A organização dos dados é definida como «a estruturação de um conjunto de informações que vai permitir tirar conclusões e tomar decisões» (Miles e Huberman, 1984 cit. in Lessar-Hébert et al., 1990, p. 118), permitindo ao investigador uma representação dos dados num espaço reduzido, facilitando a comparação entre diferentes conjuntos de dados, auxiliando a planificação de outras análises e garantindo a utilização directa dos dados no relatório final. Neste estudo procedeu-se à organização e apresentação de dados através de matrizes dos feixes conceptuais, agrupando as variáveis de acordo com com as unidades de análise, para uma análise e discussão de resultados mais rigorosa. As matrizes conceptuais são compostas por unidades de registo (formais e semânticas) e unidades de contexto (Vala, 2003). A unidade de registo formal é compostas por uma frase, um termo ou uma expressão utilizadas pelo indivíduo durante a entrevista, enquanto que a unidade de registo semântica contém a interpretação ou uma ideia retirada a partir do discurso utilizado pelo entrevistado. Por sua vez, a unidade de contexto é formada por expressões ou frases referidas pelo sujeito durante a entrevista (Vala, 2003).

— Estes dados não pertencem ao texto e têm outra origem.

//! `analyze` command: print header and section metadata without
//! extracting any data.

use std::path::Path;

use pbp::{ContainerInfo, inspect};

use crate::OutputFormat;
use crate::output::{
    OutputStyle, absent_cell, create_table, format_header, format_key_value, header_cell,
    numeric_cell, regular_cell,
};

pub fn handle(input: &Path, format: OutputFormat) -> Result<(), Box<dyn std::error::Error>> {
    let info = inspect(input)?;

    match format {
        OutputFormat::Text => print_text(&info),
        OutputFormat::Json | OutputFormat::JsonPretty => print_json(&info, format)?,
    }

    Ok(())
}

/// Render the raw signature as 4 characters, escaping the conventional
/// leading NUL byte.
fn render_signature(signature: [u8; 4]) -> String {
    signature
        .iter()
        .flat_map(|b| b.escape_ascii())
        .map(char::from)
        .collect()
}

fn print_text(info: &ContainerInfo) {
    let style = OutputStyle::default();

    println!("{}", format_header("PBP Header", &style));
    println!(
        "{}",
        format_key_value("Signature", &render_signature(info.header.signature()), &style)
    );
    println!(
        "{}",
        format_key_value(
            "Version",
            &format!("{}.{}", info.header.major(), info.header.minor()),
            &style
        )
    );
    println!(
        "{}",
        format_key_value("Length", &format!("{} bytes", info.total_len), &style)
    );

    let mut table = create_table(&style);
    table.set_header(vec![
        header_cell("Section", &style),
        header_cell("Offset", &style),
        header_cell("Size", &style),
    ]);

    for entry in info.layout.iter() {
        if entry.is_present() {
            table.add_row(vec![
                regular_cell(entry.id.name()),
                numeric_cell(&entry.offset.to_string()),
                numeric_cell(&entry.size.to_string()),
            ]);
        } else {
            table.add_row(vec![
                regular_cell(entry.id.name()),
                absent_cell("NULL", &style),
                absent_cell("-", &style),
            ]);
        }
    }

    println!("{table}");
}

fn print_json(info: &ContainerInfo, format: OutputFormat) -> Result<(), Box<dyn std::error::Error>> {
    let json_data = serde_json::json!({
        "signature": render_signature(info.header.signature()),
        "version": format!("{}.{}", info.header.major(), info.header.minor()),
        "length": info.total_len,
        "sections": info.layout.iter().map(|entry| {
            serde_json::json!({
                "name": entry.id.name(),
                "present": entry.is_present(),
                "offset": entry.is_present().then_some(entry.offset),
                "size": entry.is_present().then_some(entry.size),
            })
        }).collect::<Vec<_>>(),
    });

    let output = if matches!(format, OutputFormat::JsonPretty) {
        serde_json::to_string_pretty(&json_data)?
    } else {
        serde_json::to_string(&json_data)?
    };
    println!("{output}");

    Ok(())
}

#[cfg(test)]
mod tests {
    use super::*;

    #[test]
    fn test_render_signature_escapes_leading_nul() {
        assert_eq!(render_signature([0x00, b'P', b'B', b'P']), "\\x00PBP");
        assert_eq!(render_signature([b'_', b'P', b'B', b'P']), "_PBP");
    }
}
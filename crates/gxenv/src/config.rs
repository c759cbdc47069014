// Copyright (c) Contributors to the gxenv project.
// SPDX-License-Identifier: Apache-2.0

//! Layered configuration for gxenv.
//!
//! The base directory is resolved once per process from, in order, the
//! system config file and the user config file. Later files override the
//! fields they set. When no file exists a warning is logged and the platform
//! temp directory is used instead.

use std::path::{Path, PathBuf};

use serde::Deserialize;

use crate::{GXENV_TEST_VAR, SYSTEM_CONFIG_PATH, USER_CONFIG_PATH};

#[cfg(test)]
#[path = "./config_test.rs"]
mod config_test;

/// Resolved, immutable gxenv configuration.
#[derive(Debug, Clone, PartialEq, Eq)]
pub struct Config {
    /// Directory holding one subdirectory per env.
    pub env_base: PathBuf,

    /// Interpreter used to bootstrap new envs (default: first python on PATH).
    pub python: Option<PathBuf>,
}

impl Config {
    /// Create a config rooted at the given base directory.
    pub fn new<P: Into<PathBuf>>(env_base: P) -> Self {
        Self {
            env_base: env_base.into(),
            python: None,
        }
    }

    /// Resolve the config for this process from the default sources.
    pub fn resolve() -> crate::Result<Self> {
        ConfigLoader::from_env().load()
    }
}

/// On-disk shape of a config file.
#[derive(Debug, Clone, Deserialize)]
struct ConfigFile {
    env_base: String,

    #[serde(default)]
    python: Option<String>,
}

impl ConfigFile {
    fn load(path: &Path) -> crate::Result<Self> {
        let json = std::fs::read_to_string(path).map_err(|e| crate::Error::ConfigReadFailed {
            path: path.to_path_buf(),
            error: e,
        })?;

        Self::parse(&json).map_err(|e| crate::Error::InvalidConfig {
            path: path.to_path_buf(),
            error: e,
        })
    }

    fn parse(json: &str) -> serde_json::Result<Self> {
        // derived structs also accept a sequence
        let value: serde_json::Value = serde_json::from_str(json)?;
        if !value.is_object() {
            return Err(serde::de::Error::custom(
                "expected a JSON object at the top level",
            ));
        }
        serde_json::from_value(value)
    }
}

/// Where to look for configuration, and whether to look at all.
#[derive(Debug, Clone, Default)]
pub struct ConfigLoader {
    /// Config files in application order (later files win).
    pub sources: Vec<PathBuf>,

    /// Ignore all sources and use the temp directory (from GXENV_TEST).
    pub testing: bool,

    /// Home directory used to expand `~` in config values.
    pub home: Option<PathBuf>,
}

impl ConfigLoader {
    /// Loader for the default system and user config locations.
    pub fn from_env() -> Self {
        let home = dirs::home_dir();
        let mut sources = vec![PathBuf::from(SYSTEM_CONFIG_PATH)];
        if let Some(home) = &home {
            sources.push(home.join(USER_CONFIG_PATH));
        }

        Self {
            sources,
            testing: std::env::var_os(GXENV_TEST_VAR).is_some(),
            home,
        }
    }

    /// Apply every existing source in order and produce the final config.
    pub fn load(&self) -> crate::Result<Config> {
        if self.testing {
            tracing::debug!("{GXENV_TEST_VAR} is set, ignoring config files");
            return Ok(Config::new(std::env::temp_dir()));
        }

        let mut env_base = None;
        let mut python = None;

        for path in &self.sources {
            if !path.exists() {
                tracing::debug!("config file {path:?} does not exist");
                continue;
            }

            tracing::debug!("loading config file {path:?}");
            let file = ConfigFile::load(path)?;
            let config_dir = path.parent().unwrap_or_else(|| Path::new("/"));

            let resolve = |value: &str| {
                resolve_config_path(value, config_dir, self.home.as_deref()).map_err(|e| {
                    crate::Error::InvalidConfig {
                        path: path.clone(),
                        error: e,
                    }
                })
            };

            env_base = Some(resolve(&file.env_base)?);
            if let Some(p) = file.python {
                python = Some(resolve(&p)?);
            }
        }

        let env_base = match env_base {
            Some(base) => base,
            None => {
                let fallback = std::env::temp_dir();
                tracing::warn!(
                    "env base path is not configured. Falling back to {}. To change it, \
                     please create a config in ~/{USER_CONFIG_PATH} or {SYSTEM_CONFIG_PATH}.",
                    fallback.display()
                );
                fallback
            }
        };

        tracing::debug!("using env base {env_base:?}");
        Ok(Config { env_base, python })
    }
}

/// Resolve a path value from a config file (absolute, home-relative, or relative).
///
/// Relative paths are taken relative to the directory holding the config file.
fn resolve_config_path(
    value: &str,
    config_dir: &Path,
    home: Option<&Path>,
) -> serde_json::Result<PathBuf> {
    if value == "~" || value.starts_with("~/") {
        let Some(home) = home else {
            return Err(serde::de::Error::custom(format!(
                "cannot expand {value:?} without a home directory"
            )));
        };
        let rel = value.strip_prefix("~/").unwrap_or("");
        return Ok(home.join(rel));
    }

    let path = Path::new(value);
    if path.is_absolute() {
        Ok(path.to_path_buf())
    } else {
        Ok(config_dir.join(path))
    }
}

Por último, conjugando o quadro conceptual com os resultados obtidos no estudo, procedeu-se à análise do conteúdo, que nos permitiu «extrair significados a partir de uma apresentação-síntese dos dados» (Lessar-Hébert et al., 1990 p. 122), de modo a que a interpretação possa ser criadora, «através da elaboração de explicações e de novas questões que transcendem a secura dos resultados» (Van der Maren, 1987, pp. 48 cit. in Lessar-Hébert et al., 1990, p. 123).